Politização da pandemia
Sobre o negacionismo da ciência por parte do governo federal, Mandetta falou que lamenta o fato de o governo estar colocando em xeque não apenas os médicos, mas institutos brasileiros da área renomados no mundo todo.
Caso alguma vacina demonstre eficácia comprovada, hoje não existe um plano de imunização por parte do governo federal.
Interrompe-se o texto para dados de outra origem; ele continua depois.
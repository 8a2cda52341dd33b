//! Binance cryptocurrency quotes.
//!
//! A single call to the public ticker endpoint returns every spot pair, so a
//! whole batch costs one request. Prices are quoted against USDT and
//! reported as USD.

use std::collections::HashMap;

use async_trait::async_trait;
use log::debug;
use reqwest::Client;
use serde::Deserialize;

use crate::errors::QuoteError;
use crate::models::{Asset, AssetType, SymbolParts};
use crate::provider::{http_client, ProviderCapabilities, QuoteProvider};
use crate::registry::BINANCE_PROVIDER_ID;

const TICKER_URL: &str = "https://api.binance.com/api/v3/ticker/price";

#[derive(Debug, Deserialize)]
struct BinanceTicker {
    symbol: String,
    price: String,
}

/// Binance spot ticker provider.
pub struct BinanceProvider {
    client: Client,
    ticker_url: String,
}

impl BinanceProvider {
    pub fn new() -> Result<Self, QuoteError> {
        Self::with_ticker_url(TICKER_URL)
    }

    /// Point the provider at another ticker endpoint (mirrors, testnet).
    pub fn with_ticker_url(ticker_url: impl Into<String>) -> Result<Self, QuoteError> {
        Ok(Self {
            client: http_client()?,
            ticker_url: ticker_url.into(),
        })
    }
}

/// Binance pair for a short symbol: `BTC` and `BTCUSD` both become `BTCUSDT`.
fn binance_pair(short_symbol: &str) -> String {
    let symbol = short_symbol.to_ascii_uppercase();
    let symbol = match symbol.strip_suffix("USD") {
        Some(base) => format!("{}USDT", base),
        None => symbol,
    };
    if symbol.ends_with("USDT") {
        symbol
    } else {
        format!("{}USDT", symbol)
    }
}

/// Answer each requested symbol from the full ticker list.
fn map_tickers(tickers: Vec<BinanceTicker>, symbols: &[String]) -> Vec<Asset> {
    let mut requested: HashMap<String, Vec<&String>> = HashMap::new();
    for symbol in symbols {
        let parts = SymbolParts::parse(symbol);
        requested
            .entry(binance_pair(&parts.short_symbol))
            .or_default()
            .push(symbol);
    }

    let mut quotes = Vec::with_capacity(symbols.len());
    for ticker in tickers {
        let Some(inputs) = requested.remove(&ticker.symbol) else {
            continue;
        };
        for input in inputs {
            quotes.push(match ticker.price.parse::<f64>() {
                Ok(price) => Asset::new(input.clone(), price, "USD"),
                Err(_) => Asset::unavailable(input.clone()),
            });
        }
    }
    quotes
}

#[async_trait]
impl QuoteProvider for BinanceProvider {
    fn id(&self) -> &'static str {
        BINANCE_PROVIDER_ID
    }

    fn capabilities(&self) -> ProviderCapabilities {
        ProviderCapabilities {
            asset_types: &[AssetType::Cryptocurrency],
            markets: vec!["BINANCE"],
        }
    }

    async fn fetch(
        &self,
        asset_type: AssetType,
        symbols: &[String],
    ) -> Result<Vec<Asset>, QuoteError> {
        self.ensure_supported(asset_type)?;

        let tickers: Vec<BinanceTicker> = self
            .client
            .get(&self.ticker_url)
            .send()
            .await?
            .error_for_status()?
            .json()
            .await?;
        debug!("Binance returned {} tickers", tickers.len());

        Ok(map_tickers(tickers, symbols))
    }
}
“Institutos como o Butantan e a Fundação Oswaldo Cruz [Fiocruz] já elaboraram diversos Planos Nacionais de Imunização [PNI]. Eles têm essa experiência, que deveria ser aproveitada pelo governo federal. No entanto, desde o início da pandemia, ele [o governo brasileiro] prefere politizar o problema, desperdiçando o que nós temos de melhor, que é o combate a esses tipos de moléstias”, aconselhou.
Falta de coordenação
Para Mandetta, essa falta de coordenação nacional, enfatizada em diversas reportagens, pode ser confirmada no fato de o governo ter investido na fabricação de medicamentos sem comprovação de eficácia contra a doença, como a hidroxicloroquina, ou a não distribuição de testes da doença já adquiridos, que ainda estão estocados em armazéns.
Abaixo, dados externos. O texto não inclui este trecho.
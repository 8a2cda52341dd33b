//! Asset-type default routing table.
//!
//! When a symbol's market code does not name a registered provider, the
//! registry falls back to the route configured for the requested asset type.
//! A route has up to three slots, tried in this order:
//!
//! 1. `isin` - when the short symbol is a valid ISIN
//! 2. `mic` - when the market code is a valid MIC
//! 3. `generic` - otherwise

use std::collections::BTreeMap;
use std::fmt;

use crate::models::AssetType;

/// Provider ids used by the built-in routing table.
pub const YAHOO_PROVIDER_ID: &str = "YAHOO";
pub const BINANCE_PROVIDER_ID: &str = "BINANCE";
pub const COINBASE_PROVIDER_ID: &str = "COINBASE";
pub const CME_PROVIDER_ID: &str = "CME";
pub const FIXER_PROVIDER_ID: &str = "FIXER";

/// One slot of a [`DefaultRoute`].
#[derive(Clone, Copy, Debug, PartialEq, Eq, Hash)]
pub enum RouteSlot {
    Isin,
    Mic,
    Generic,
}

impl RouteSlot {
    pub const ALL: [RouteSlot; 3] = [RouteSlot::Isin, RouteSlot::Mic, RouteSlot::Generic];

    /// Suffix appended to the route's configuration key (`""`, `"_MIC"`, `"_ISIN"`).
    pub fn config_suffix(&self) -> &'static str {
        match self {
            RouteSlot::Isin => "_ISIN",
            RouteSlot::Mic => "_MIC",
            RouteSlot::Generic => "",
        }
    }
}

impl fmt::Display for RouteSlot {
    fn fmt(&self, f: &mut fmt::Formatter<'_>) -> fmt::Result {
        match self {
            RouteSlot::Isin => f.write_str("isin"),
            RouteSlot::Mic => f.write_str("mic"),
            RouteSlot::Generic => f.write_str("generic"),
        }
    }
}

/// Default providers for one asset type, by symbol shape.
#[derive(Clone, Debug, Default, PartialEq, Eq)]
pub struct DefaultRoute {
    pub isin: Option<String>,
    pub mic: Option<String>,
    pub generic: Option<String>,
}

impl DefaultRoute {
    /// A route with only a generic provider.
    pub fn generic(provider_id: impl Into<String>) -> Self {
        Self {
            generic: Some(provider_id.into()),
            ..Self::default()
        }
    }

    pub fn with_isin(mut self, provider_id: impl Into<String>) -> Self {
        self.isin = Some(provider_id.into());
        self
    }

    pub fn with_mic(mut self, provider_id: impl Into<String>) -> Self {
        self.mic = Some(provider_id.into());
        self
    }

    pub fn slot(&self, slot: RouteSlot) -> Option<&str> {
        match slot {
            RouteSlot::Isin => self.isin.as_deref(),
            RouteSlot::Mic => self.mic.as_deref(),
            RouteSlot::Generic => self.generic.as_deref(),
        }
    }

    pub fn set_slot(&mut self, slot: RouteSlot, provider_id: Option<String>) {
        match slot {
            RouteSlot::Isin => self.isin = provider_id,
            RouteSlot::Mic => self.mic = provider_id,
            RouteSlot::Generic => self.generic = provider_id,
        }
    }

    /// Configured slots in resolution order.
    pub fn slots(&self) -> impl Iterator<Item = (RouteSlot, &str)> {
        RouteSlot::ALL
            .into_iter()
            .filter_map(move |slot| self.slot(slot).map(|id| (slot, id)))
    }

    pub fn is_empty(&self) -> bool {
        self.slots().next().is_none()
    }
}

/// Default route per asset type.
#[derive(Clone, Debug, Default, PartialEq, Eq)]
pub struct DefaultRoutes {
    routes: BTreeMap<AssetType, DefaultRoute>,
}

impl DefaultRoutes {
    /// A table with no routes: only market-code lookups resolve.
    pub fn empty() -> Self {
        Self::default()
    }

    /// The built-in table for the bundled providers.
    ///
    /// Bond has no bundled provider and stays unrouted unless configured.
    /// No bundled provider resolves ISINs either, so Stock and MutualFund
    /// leave the `isin` slot empty and ISIN inputs fall through to the
    /// generic Yahoo route, which usually answers them without a price.
    pub fn standard() -> Self {
        Self::empty()
            .with_route(
                AssetType::Stock,
                DefaultRoute::generic(YAHOO_PROVIDER_ID).with_mic(YAHOO_PROVIDER_ID),
            )
            .with_route(AssetType::MutualFund, DefaultRoute::generic(YAHOO_PROVIDER_ID))
            .with_route(
                AssetType::Cryptocurrency,
                DefaultRoute::generic(BINANCE_PROVIDER_ID),
            )
            .with_route(AssetType::Commodity, DefaultRoute::generic(CME_PROVIDER_ID))
            .with_route(AssetType::Forex, DefaultRoute::generic(FIXER_PROVIDER_ID))
    }

    pub fn with_route(mut self, asset_type: AssetType, route: DefaultRoute) -> Self {
        self.set_route(asset_type, route);
        self
    }

    /// Replace the route for an asset type. An empty route removes it.
    pub fn set_route(&mut self, asset_type: AssetType, route: DefaultRoute) {
        if route.is_empty() {
            self.routes.remove(&asset_type);
        } else {
            self.routes.insert(asset_type, route);
        }
    }

    /// Set or clear a single slot of an asset type's route.
    pub fn set_slot(&mut self, asset_type: AssetType, slot: RouteSlot, provider_id: Option<String>) {
        let mut route = self.routes.remove(&asset_type).unwrap_or_default();
        route.set_slot(slot, provider_id);
        self.set_route(asset_type, route);
    }

    pub fn route(&self, asset_type: AssetType) -> Option<&DefaultRoute> {
        self.routes.get(&asset_type)
    }

    pub fn iter(&self) -> impl Iterator<Item = (AssetType, &DefaultRoute)> {
        self.routes.iter().map(|(asset_type, route)| (*asset_type, route))
    }
}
“As notícias denunciam as diversas falhas cometidas pelo governo federal. Uma delas é o fato dessas mais de seis mil testagens que estavam paralisadas em São Paulo e corriam o risco de vencer, sem ao menos serem utilizadas. Caso o Ministério [da Saúde] fosse mais responsável com o enfrentamento da pandemia, essa denúncia nunca teria ocorrido. Existem entes federativos [estados e municípios] que não têm testes, portanto, não tem explicação para esse tipo de negligência. Sem essas análises, é impossível isolar o vírus e monitorar as áreas mais afetadas, culminando assim na disseminação da doença pelo País”, concluiu.